— Assignment —
Copy every record below exactly as it stands.

— Collected data —
..........
//! Error taxonomy for the container runtime.
//!
//! Every fallible runtime operation returns [`CntrError`]. Loops over
//! independent sub-operations (packed parameters, event registrations,
//! subgraph members) collect their outcomes in a [`BatchResult`] instead of
//! aborting on the first failure.

use thiserror::Error;

/// Kind of a runtime failure, without its context message.
#[derive(Debug, Clone, Copy, PartialEq, Eq, Hash)]
pub enum ErrorKind {
    /// Malformed or undersized payload.
    BadParam,
    /// Peer or resource not yet available. Always retryable.
    NotReady,
    /// Unknown opcode or parameter id.
    Unsupported,
    /// Generic failure.
    Failed,
    /// Internal invariant violated.
    Unexpected,
}

impl ErrorKind {
    const fn bit(self) -> u8 {
        match self {
            Self::BadParam => 1 << 0,
            Self::NotReady => 1 << 1,
            Self::Unsupported => 1 << 2,
            Self::Failed => 1 << 3,
            Self::Unexpected => 1 << 4,
        }
    }

    /// All kinds in a fixed order.
    pub const ALL: [ErrorKind; 5] = [
        Self::BadParam,
        Self::NotReady,
        Self::Unsupported,
        Self::Failed,
        Self::Unexpected,
    ];
}

/// Errors produced by the container runtime.
#[derive(Debug, Clone, PartialEq, Eq, Error)]
pub enum CntrError {
    /// Malformed or undersized payload.
    #[error("bad parameter: {0}")]
    BadParam(String),

    /// Peer or resource not yet available.
    #[error("not ready: {0}")]
    NotReady(String),

    /// Unknown opcode or parameter id.
    #[error("unsupported: {0}")]
    Unsupported(String),

    /// Generic failure.
    #[error("failed: {0}")]
    Failed(String),

    /// Internal invariant violated.
    #[error("unexpected: {0}")]
    Unexpected(String),
}

impl CntrError {
    /// Creates a [`CntrError::BadParam`].
    pub fn bad_param(msg: impl Into<String>) -> Self {
        Self::BadParam(msg.into())
    }

    /// Creates a [`CntrError::NotReady`].
    pub fn not_ready(msg: impl Into<String>) -> Self {
        Self::NotReady(msg.into())
    }

    /// Creates a [`CntrError::Unsupported`].
    pub fn unsupported(msg: impl Into<String>) -> Self {
        Self::Unsupported(msg.into())
    }

    /// Creates a [`CntrError::Failed`].
    pub fn failed(msg: impl Into<String>) -> Self {
        Self::Failed(msg.into())
    }

    /// Creates a [`CntrError::Unexpected`].
    pub fn unexpected(msg: impl Into<String>) -> Self {
        Self::Unexpected(msg.into())
    }

    /// Returns the kind of this error.
    pub fn kind(&self) -> ErrorKind {
        match self {
            Self::BadParam(_) => ErrorKind::BadParam,
            Self::NotReady(_) => ErrorKind::NotReady,
            Self::Unsupported(_) => ErrorKind::Unsupported,
            Self::Failed(_) => ErrorKind::Failed,
            Self::Unexpected(_) => ErrorKind::Unexpected,
        }
    }

    /// Wire-style status code (0 is success).
    pub fn code(&self) -> u32 {
        match self.kind() {
            ErrorKind::Failed => 1,
            ErrorKind::BadParam => 2,
            ErrorKind::Unsupported => 3,
            ErrorKind::NotReady => 5,
            ErrorKind::Unexpected => 13,
        }
    }

    /// Builds an error of the given kind.
    pub fn from_kind(kind: ErrorKind, msg: impl Into<String>) -> Self {
        let msg = msg.into();
        match kind {
            ErrorKind::BadParam => Self::BadParam(msg),
            ErrorKind::NotReady => Self::NotReady(msg),
            ErrorKind::Unsupported => Self::Unsupported(msg),
            ErrorKind::Failed => Self::Failed(msg),
            ErrorKind::Unexpected => Self::Unexpected(msg),
        }
    }
}

/// Result alias used throughout the runtime.
pub type CntrResult<T> = Result<T, CntrError>;

/// Best-effort accumulator for a batch of independent sub-operations.
///
/// Records every failing kind (the equivalent of or-ing status codes) and
/// keeps the first error for reporting.
#[derive(Debug, Clone, Default, PartialEq, Eq)]
pub struct BatchResult {
    kinds: u8,
    first: Option<CntrError>,
    failures: usize,
}

impl BatchResult {
    /// Creates an empty (successful) batch.
    pub fn new() -> Self {
        Self::default()
    }

    /// Records the outcome of one sub-operation.
    pub fn record<T>(&mut self, result: CntrResult<T>) -> Option<T> {
        match result {
            Ok(v) => Some(v),
            Err(e) => {
                self.push(e);
                None
            }
        }
    }

    /// Records one failure.
    pub fn push(&mut self, err: CntrError) {
        self.kinds |= err.kind().bit();
        self.failures += 1;
        if self.first.is_none() {
            self.first = Some(err);
        }
    }

    /// Merges another batch into this one.
    pub fn merge(&mut self, other: BatchResult) {
        self.kinds |= other.kinds;
        self.failures += other.failures;
        if self.first.is_none() {
            self.first = other.first;
        }
    }

    /// Returns `true` if nothing failed.
    pub fn is_ok(&self) -> bool {
        self.failures == 0
    }

    /// Returns `true` if a failure of `kind` was recorded.
    pub fn contains(&self, kind: ErrorKind) -> bool {
        self.kinds & kind.bit() != 0
    }

    /// Number of recorded failures.
    pub fn failures(&self) -> usize {
        self.failures
    }

    /// Converts into a single result, reporting the first error.
    pub fn into_result(self) -> CntrResult<()> {
        match self.first {
            None => Ok(()),
            Some(e) => Err(e),
        }
    }
}

impl From<CntrResult<()>> for BatchResult {
    fn from(result: CntrResult<()>) -> Self {
        let mut batch = Self::new();
        batch.record(result);
        batch
    }
}

#[cfg(test)]
mod tests {
    use super::*;

    #[test]
    fn display_includes_context() {
        let err = CntrError::bad_param("payload 4 bytes, need 8");
        assert_eq!(err.to_string(), "bad parameter: payload 4 bytes, need 8");
        assert_eq!(err.kind(), ErrorKind::BadParam);
    }

    #[test]
    fn from_kind_round_trips_kind() {
        for kind in ErrorKind::ALL {
            assert_eq!(CntrError::from_kind(kind, "x").kind(), kind);
        }
    }

    #[test]
    fn batch_keeps_first_error_and_all_kinds() {
        let mut batch = BatchResult::new();
        batch.record::<()>(Ok(()));
        batch.record::<()>(Err(CntrError::not_ready("peer")));
        batch.record::<()>(Err(CntrError::unsupported("param 7")));

        assert!(!batch.is_ok());
        assert_eq!(batch.failures(), 2);
        assert!(batch.contains(ErrorKind::NotReady));
        assert!(batch.contains(ErrorKind::Unsupported));
        assert!(!batch.contains(ErrorKind::Failed));
        assert_eq!(batch.into_result(), Err(CntrError::not_ready("peer")));
    }

    #[test]
    fn merge_combines_batches() {
        let mut a = BatchResult::new();
        let mut b = BatchResult::new();
        b.push(CntrError::failed("module"));
        a.merge(b);
        assert!(a.contains(ErrorKind::Failed));
        assert_eq!(a.failures(), 1);
    }

    #[test]
    fn empty_batch_is_ok() {
        assert_eq!(BatchResult::new().into_result(), Ok(()));
    }
}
..........
— Answer —
//! Error taxonomy for the container runtime.
//!
//! Every fallible runtime operation returns [`CntrError`]. Loops over
//! independent sub-operations (packed parameters, event registrations,
//! subgraph members) collect their outcomes in a [`BatchResult`] instead of
//! aborting on the first failure.

use thiserror::Error;

/// Kind of a runtime failure, without its context message.
#[derive(Debug, Clone, Copy, PartialEq, Eq, Hash)]
pub enum ErrorKind {
    /// Malformed or undersized payload.
    BadParam,
    /// Peer or resource not yet available. Always retryable.
    NotReady,
    /// Unknown opcode or parameter id.
    Unsupported,
    /// Generic failure.
    Failed,
    /// Internal invariant violated.
    Unexpected,
}

impl ErrorKind {
    const fn bit(self) -> u8 {
        match self {
            Self::BadParam => 1 << 0,
            Self::NotReady => 1 << 1,
            Self::Unsupported => 1 << 2,
            Self::Failed => 1 << 3,
            Self::Unexpected => 1 << 4,
        }
    }

    /// All kinds in a fixed order.
    pub const ALL: [ErrorKind; 5] = [
        Self::BadParam,
        Self::NotReady,
        Self::Unsupported,
        Self::Failed,
        Self::Unexpected,
    ];
}

/// Errors produced by the container runtime.
#[derive(Debug, Clone, PartialEq, Eq, Error)]
pub enum CntrError {
    /// Malformed or undersized payload.
    #[error("bad parameter: {0}")]
    BadParam(String),

    /// Peer or resource not yet available.
    #[error("not ready: {0}")]
    NotReady(String),

    /// Unknown opcode or parameter id.
    #[error("unsupported: {0}")]
    Unsupported(String),

    /// Generic failure.
    #[error("failed: {0}")]
    Failed(String),

    /// Internal invariant violated.
    #[error("unexpected: {0}")]
    Unexpected(String),
}

impl CntrError {
    /// Creates a [`CntrError::BadParam`].
    pub fn bad_param(msg: impl Into<String>) -> Self {
        Self::BadParam(msg.into())
    }

    /// Creates a [`CntrError::NotReady`].
    pub fn not_ready(msg: impl Into<String>) -> Self {
        Self::NotReady(msg.into())
    }

    /// Creates a [`CntrError::Unsupported`].
    pub fn unsupported(msg: impl Into<String>) -> Self {
        Self::Unsupported(msg.into())
    }

    /// Creates a [`CntrError::Failed`].
    pub fn failed(msg: impl Into<String>) -> Self {
        Self::Failed(msg.into())
    }

    /// Creates a [`CntrError::Unexpected`].
    pub fn unexpected(msg: impl Into<String>) -> Self {
        Self::Unexpected(msg.into())
    }

    /// Returns the kind of this error.
    pub fn kind(&self) -> ErrorKind {
        match self {
            Self::BadParam(_) => ErrorKind::BadParam,
            Self::NotReady(_) => ErrorKind::NotReady,
            Self::Unsupported(_) => ErrorKind::Unsupported,
            Self::Failed(_) => ErrorKind::Failed,
            Self::Unexpected(_) => ErrorKind::Unexpected,
        }
    }

    /// Wire-style status code (0 is success).
    pub fn code(&self) -> u32 {
        match self.kind() {
            ErrorKind::Failed => 1,
            ErrorKind::BadParam => 2,
            ErrorKind::Unsupported => 3,
            ErrorKind::NotReady => 5,
            ErrorKind::Unexpected => 13,
        }
    }

    /// Builds an error of the given kind.
    pub fn from_kind(kind: ErrorKind, msg: impl Into<String>) -> Self {
        let msg = msg.into();
        match kind {
            ErrorKind::BadParam => Self::BadParam(msg),
            ErrorKind::NotReady => Self::NotReady(msg),
            ErrorKind::Unsupported => Self::Unsupported(msg),
            ErrorKind::Failed => Self::Failed(msg),
            ErrorKind::Unexpected => Self::Unexpected(msg),
        }
    }
}

/// Result alias used throughout the runtime.
pub type CntrResult<T> = Result<T, CntrError>;

/// Best-effort accumulator for a batch of independent sub-operations.
///
/// Records every failing kind (the equivalent of or-ing status codes) and
/// keeps the first error for reporting.
#[derive(Debug, Clone, Default, PartialEq, Eq)]
pub struct BatchResult {
    kinds: u8,
    first: Option<CntrError>,
    failures: usize,
}

impl BatchResult {
    /// Creates an empty (successful) batch.
    pub fn new() -> Self {
        Self::default()
    }

    /// Records the outcome of one sub-operation.
    pub fn record<T>(&mut self, result: CntrResult<T>) -> Option<T> {
        match result {
            Ok(v) => Some(v),
            Err(e) => {
                self.push(e);
                None
            }
        }
    }

    /// Records one failure.
    pub fn push(&mut self, err: CntrError) {
        self.kinds |= err.kind().bit();
        self.failures += 1;
        if self.first.is_none() {
            self.first = Some(err);
        }
    }

    /// Merges another batch into this one.
    pub fn merge(&mut self, other: BatchResult) {
        self.kinds |= other.kinds;
        self.failures += other.failures;
        if self.first.is_none() {
            self.first = other.first;
        }
    }

    /// Returns `true` if nothing failed.
    pub fn is_ok(&self) -> bool {
        self.failures == 0
    }

    /// Returns `true` if a failure of `kind` was recorded.
    pub fn contains(&self, kind: ErrorKind) -> bool {
        self.kinds & kind.bit() != 0
    }

    /// Number of recorded failures.
    pub fn failures(&self) -> usize {
        self.failures
    }

    /// Converts into a single result, reporting the first error.
    pub fn into_result(self) -> CntrResult<()> {
        match self.first {
            None => Ok(()),
            Some(e) => Err(e),
        }
    }
}

impl From<CntrResult<()>> for BatchResult {
    fn from(result: CntrResult<()>) -> Self {
        let mut batch = Self::new();
        batch.record(result);
        batch
    }
}

#[cfg(test)]
mod tests {
    use super::*;

    #[test]
    fn display_includes_context() {
        let err = CntrError::bad_param("payload 4 bytes, need 8");
        assert_eq!(err.to_string(), "bad parameter: payload 4 bytes, need 8");
        assert_eq!(err.kind(), ErrorKind::BadParam);
    }

    #[test]
    fn from_kind_round_trips_kind() {
        for kind in ErrorKind::ALL {
            assert_eq!(CntrError::from_kind(kind, "x").kind(), kind);
        }
    }

    #[test]
    fn batch_keeps_first_error_and_all_kinds() {
        let mut batch = BatchResult::new();
        batch.record::<()>(Ok(()));
        batch.record::<()>(Err(CntrError::not_ready("peer")));
        batch.record::<()>(Err(CntrError::unsupported("param 7")));

        assert!(!batch.is_ok());
        assert_eq!(batch.failures(), 2);
        assert!(batch.contains(ErrorKind::NotReady));
        assert!(batch.contains(ErrorKind::Unsupported));
        assert!(!batch.contains(ErrorKind::Failed));
        assert_eq!(batch.into_result(), Err(CntrError::not_ready("peer")));
    }

    #[test]
    fn merge_combines_batches() {
        let mut a = BatchResult::new();
        let mut b = BatchResult::new();
        b.push(CntrError::failed("module"));
        a.merge(b);
        assert!(a.contains(ErrorKind::Failed));
        assert_eq!(a.failures(), 1);
    }

    #[test]
    fn empty_batch_is_ok() {
        assert_eq!(BatchResult::new().into_result(), Ok(()));
    }
}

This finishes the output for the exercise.